TRY IT:
Where does the word "MethodRouter" show up in the data? Please find each such line and copy it.

SUPPLIED ENTRIES:
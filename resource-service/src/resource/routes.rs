//! Route binder: mounts a service's actions on an axum router

use std::collections::HashSet;
use std::sync::Arc;

use axum::{
    http::Method,
    routing::{delete, get, patch, post, put, MethodRouter},
    Router,
};
use tracing::debug;

use super::descriptor::Resource;
use super::handlers;
use super::service::ResourceService;
use crate::action::Action;
use crate::error::{Error, Result};
use crate::repository::ResourceRepository;

/// One action bound to its method, sub-path and handler
pub struct ActionRoute {
    pub action: Action,
    pub method: Method,
    /// Sub-path relative to the resource's base path
    pub path: &'static str,
    pub handler: MethodRouter,
}

impl std::fmt::Debug for ActionRoute {
    fn fmt(&self, f: &mut std::fmt::Formatter<'_>) -> std::fmt::Result {
        f.debug_struct("ActionRoute")
            .field("action", &self.action)
            .field("method", &self.method)
            .field("path", &self.path)
            .finish_non_exhaustive()
    }
}

impl<M, R> ResourceService<M, R>
where
    M: Resource,
    R: ResourceRepository<M>,
{
    /// Resolve one action to its route
    ///
    /// Fails with [`Error::UnsupportedAction`] when the model cannot serve
    /// the action, e.g. Remove or Restore on a model without soft delete.
    pub fn route(self: &Arc<Self>, action: Action) -> Result<ActionRoute> {
        if !self.supports(action) {
            return Err(Error::unsupported_action(format!(
                "{} (model {} does not support it)",
                action,
                self.descriptor().type_name()
            )));
        }

        let state = Arc::clone(self);
        let handler = match action {
            Action::GetById => get(handlers::get_by_id::<M, R>).with_state(state),
            Action::First => post(handlers::first::<M, R>).with_state(state),
            Action::List => post(handlers::list::<M, R>).with_state(state),
            Action::Page => post(handlers::page::<M, R>).with_state(state),
            Action::Create => post(handlers::store::<M, R>).with_state(state),
            Action::Update => put(handlers::update::<M, R>).with_state(state),
            Action::UpdateFields => patch(handlers::update_fields::<M, R>).with_state(state),
            Action::Remove => delete(handlers::remove::<M, R>).with_state(state),
            Action::Restore => delete(handlers::restore::<M, R>).with_state(state),
            Action::Destroy => delete(handlers::destroy::<M, R>).with_state(state),
        };

        Ok(ActionRoute {
            action,
            method: action.method(),
            path: action.path(),
            handler,
        })
    }

    /// Build a router serving `actions` under `base`
    ///
    /// `base` gains a leading slash and loses any trailing one. Create is
    /// mounted on `base` itself. Asking for an action twice fails with
    /// [`Error::DuplicateRoute`].
    pub fn router<I>(self: &Arc<Self>, base: &str, actions: I) -> Result<Router>
    where
        I: IntoIterator<Item = Action>,
    {
        let base = normalize_base(base);
        let mut seen = HashSet::new();
        let mut router = Router::new();

        for action in actions {
            if !seen.insert(action) {
                return Err(Error::DuplicateRoute {
                    action: action.to_string(),
                });
            }

            let route = self.route(action)?;
            let path = join_path(&base, route.path);
            debug!(
                action = %route.action,
                method = %route.method,
                path = %path,
                model = self.descriptor().type_name(),
                "Binding resource route"
            );
            router = router.route(&path, route.handler);
        }

        Ok(router)
    }
}

fn normalize_base(base: &str) -> String {
    let trimmed = base.trim().trim_end_matches('/');
    if trimmed.is_empty() {
        String::new()
    } else if trimmed.starts_with('/') {
        trimmed.to_string()
    } else {
        format!("/{}", trimmed)
    }
}

fn join_path(base: &str, sub: &str) -> String {
    let path = format!("{}{}", base, sub);
    if path.is_empty() {
        "/".to_string()
    } else {
        path
    }
}

#[cfg(test)]
mod tests {
    use super::*;
    use crate::action::ActionSet;
    use crate::repository::InMemoryRepository;
    use crate::resource::{ApiError, Hooks, ModelDescriptor};
    use axum::body::Body;
    use axum::http::{Request, StatusCode};
    use serde::{Deserialize, Serialize};
    use serde_json::{json, Value};
    use tower::ServiceExt;

    #[derive(Debug, Clone, Default, PartialEq, Serialize, Deserialize)]
    struct Widget {
        id: u64,
        name: String,
        stock: i64,
    }

    impl Resource for Widget {
        fn id(&self) -> u64 {
            self.id
        }

        fn set_id(&mut self, id: u64) {
            self.id = id;
        }
    }

    type Service = ResourceService<Widget, InMemoryRepository<Widget>>;

    fn service() -> Arc<Service> {
        Arc::new(ResourceService::new(
            ModelDescriptor::new("widget", "widgets"),
            Arc::new(InMemoryRepository::new()),
        ))
    }

    fn app(service: &Arc<Service>) -> Router {
        service
            .router("/widget", ActionSet::All.actions().iter().copied())
            .unwrap()
    }

    async fn call(app: &Router, method: Method, uri: &str, body: Option<Value>) -> (StatusCode, Value) {
        let body = match body {
            Some(value) => Body::from(value.to_string()),
            None => Body::empty(),
        };
        let request = Request::builder()
            .method(method)
            .uri(uri)
            .header("content-type", "application/json")
            .body(body)
            .unwrap();

        let response = app.clone().oneshot(request).await.unwrap();
        let status = response.status();
        let bytes = axum::body::to_bytes(response.into_body(), usize::MAX).await.unwrap();
        let value = if bytes.is_empty() {
            Value::Null
        } else {
            serde_json::from_slice(&bytes).unwrap()
        };
        (status, value)
    }

    #[test]
    fn test_normalize_base() {
        assert_eq!(normalize_base("widget/"), "/widget");
        assert_eq!(normalize_base("/api/widget"), "/api/widget");
        assert_eq!(normalize_base("/"), "");
        assert_eq!(join_path("", ""), "/");
        assert_eq!(join_path("/widget", "/{id}"), "/widget/{id}");
    }

    #[tokio::test]
    async fn test_route_reports_method_and_path() {
        let service = service();
        let route = service.route(Action::Restore).unwrap();
        assert_eq!(route.method, Method::DELETE);
        assert_eq!(route.path, "/{id}/restore");
    }

    #[tokio::test]
    async fn test_unsupported_action_is_rejected() {
        let service = Arc::new(ResourceService::new(
            ModelDescriptor::<Widget>::new("widget", "widgets").soft_deletable(false),
            Arc::new(InMemoryRepository::new()),
        ));
        let err = service.router("/widget", [Action::Remove]).unwrap_err();
        assert!(matches!(err, Error::UnsupportedAction { .. }));
        assert!(service.router("/widget", [Action::Destroy]).is_ok());
    }

    #[tokio::test]
    async fn test_duplicate_action_is_rejected() {
        let err = service()
            .router("/widget", [Action::List, Action::List])
            .unwrap_err();
        assert!(matches!(err, Error::DuplicateRoute { .. }));
    }

    #[tokio::test]
    async fn test_create_then_get() {
        let service = service();
        let app = app(&service);

        let (status, body) = call(&app, Method::POST, "/widget", Some(json!({"name": "x"}))).await;
        assert_eq!(status, StatusCode::OK);
        assert_eq!(
            body,
            json!({"ok": true, "data": {"widget": {"id": 1, "name": "x", "stock": 0}}})
        );

        let (status, body) = call(&app, Method::GET, "/widget/1", None).await;
        assert_eq!(status, StatusCode::OK);
        assert_eq!(body["data"]["widget"]["name"], "x");
    }

    #[tokio::test]
    async fn test_missing_row_is_404_envelope() {
        let app = app(&service());
        let (status, body) = call(&app, Method::GET, "/widget/42", None).await;
        assert_eq!(status, StatusCode::NOT_FOUND);
        assert_eq!(body["ok"], false);
        assert!(body["error"].is_string());
        assert!(body.get("data").is_none());
    }

    #[tokio::test]
    async fn test_non_numeric_id_is_404_envelope() {
        let app = app(&service());
        let (status, body) = call(&app, Method::GET, "/widget/abc", None).await;
        assert_eq!(status, StatusCode::NOT_FOUND);
        assert_eq!(body["ok"], false);
    }

    #[tokio::test]
    async fn test_malformed_body_is_400() {
        let app = app(&service());
        let request = Request::builder()
            .method(Method::POST)
            .uri("/widget")
            .body(Body::from("{not json"))
            .unwrap();
        let response = app.oneshot(request).await.unwrap();
        assert_eq!(response.status(), StatusCode::BAD_REQUEST);
    }

    #[tokio::test]
    async fn test_client_id_at_u64_max_is_rejected() {
        let service = service();
        let app = app(&service);
        let (status, body) = call(
            &app,
            Method::POST,
            "/widget",
            Some(json!({"id": u64::MAX, "name": "x"})),
        )
        .await;
        assert_eq!(status, StatusCode::UNPROCESSABLE_ENTITY);
        assert_eq!(body["ok"], false);
        assert!(service.repository().is_empty());
    }

    #[tokio::test]
    async fn test_list_and_page() {
        let service = service();
        let app = app(&service);
        for name in ["a", "b", "c"] {
            call(&app, Method::POST, "/widget", Some(json!({"name": name, "stock": 1}))).await;
        }

        let (_, body) = call(
            &app,
            Method::POST,
            "/widget/list",
            Some(json!({"filters": [{"field": "name", "operator": "!=", "value": "b"}]})),
        )
        .await;
        assert_eq!(body["data"]["widgets"].as_array().unwrap().len(), 2);

        let (_, body) = call(
            &app,
            Method::POST,
            "/widget/page",
            Some(json!({"page": 2, "pageSize": 2})),
        )
        .await;
        assert_eq!(body["data"]["widgets"].as_array().unwrap().len(), 1);
        assert_eq!(body["data"]["pagination"]["total"], 3);

        let (_, body) = call(&app, Method::POST, "/widget/first", None).await;
        assert_eq!(body["data"]["widget"]["name"], "a");
    }

    #[tokio::test]
    async fn test_update_and_update_fields() {
        let service = service();
        let app = app(&service);
        call(&app, Method::POST, "/widget", Some(json!({"name": "x", "stock": 5}))).await;

        let (status, body) = call(&app, Method::PUT, "/widget/1", Some(json!({"name": "y"}))).await;
        assert_eq!(status, StatusCode::OK);
        assert_eq!(
            body["data"]["widget"],
            json!({"id": 1, "name": "y", "stock": 0})
        );

        let (status, _) = call(&app, Method::PATCH, "/widget/1", Some(json!({"stock": 9}))).await;
        assert_eq!(status, StatusCode::OK);

        let (_, body) = call(&app, Method::GET, "/widget/1", None).await;
        assert_eq!(body["data"]["widget"], json!({"id": 1, "name": "y", "stock": 9}));
    }

    #[tokio::test]
    async fn test_remove_restore_destroy() {
        let service = service();
        let app = app(&service);
        call(&app, Method::POST, "/widget", Some(json!({"name": "x"}))).await;

        let (status, _) = call(&app, Method::DELETE, "/widget/1/remove", None).await;
        assert_eq!(status, StatusCode::OK);
        let (status, _) = call(&app, Method::GET, "/widget/1", None).await;
        assert_eq!(status, StatusCode::NOT_FOUND);

        let (status, body) = call(&app, Method::DELETE, "/widget/1/restore", None).await;
        assert_eq!(status, StatusCode::OK);
        assert_eq!(body["data"]["widget"]["id"], 1);

        let (status, body) = call(&app, Method::DELETE, "/widget/1/destroy", None).await;
        assert_eq!(status, StatusCode::OK);
        assert_eq!(body, json!({"ok": true}));
        assert!(service.repository().is_empty());
    }

    #[tokio::test]
    async fn test_vetoing_hook_returns_its_message() {
        let service = Arc::new(
            ResourceService::new(
                ModelDescriptor::<Widget>::new("widget", "widgets"),
                Arc::new(InMemoryRepository::new()),
            )
            .with_hooks(Hooks::new().before_create(|widget: Widget, _| {
                if widget.name.is_empty() {
                    return Err(ApiError::vetoed("name is required"));
                }
                Ok(widget)
            })),
        );
        let app = app(&service);

        let (status, body) = call(&app, Method::POST, "/widget", Some(json!({}))).await;
        assert_eq!(status, StatusCode::UNPROCESSABLE_ENTITY);
        assert_eq!(body, json!({"ok": false, "error": "name is required"}));
        assert!(service.repository().is_empty());
    }

    #[tokio::test]
    async fn test_unregistered_action_is_not_routed() {
        let service = service();
        let app = service.router("/widget", [Action::GetById]).unwrap();
        let (status, _) = call(&app, Method::POST, "/widget/list", None).await;
        assert!(status == StatusCode::NOT_FOUND || status == StatusCode::METHOD_NOT_ALLOWED);
    }
}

ANSWER TO THIS PROBLEM:
    routing::{delete, get, patch, post, put, MethodRouter},
    pub handler: MethodRouter,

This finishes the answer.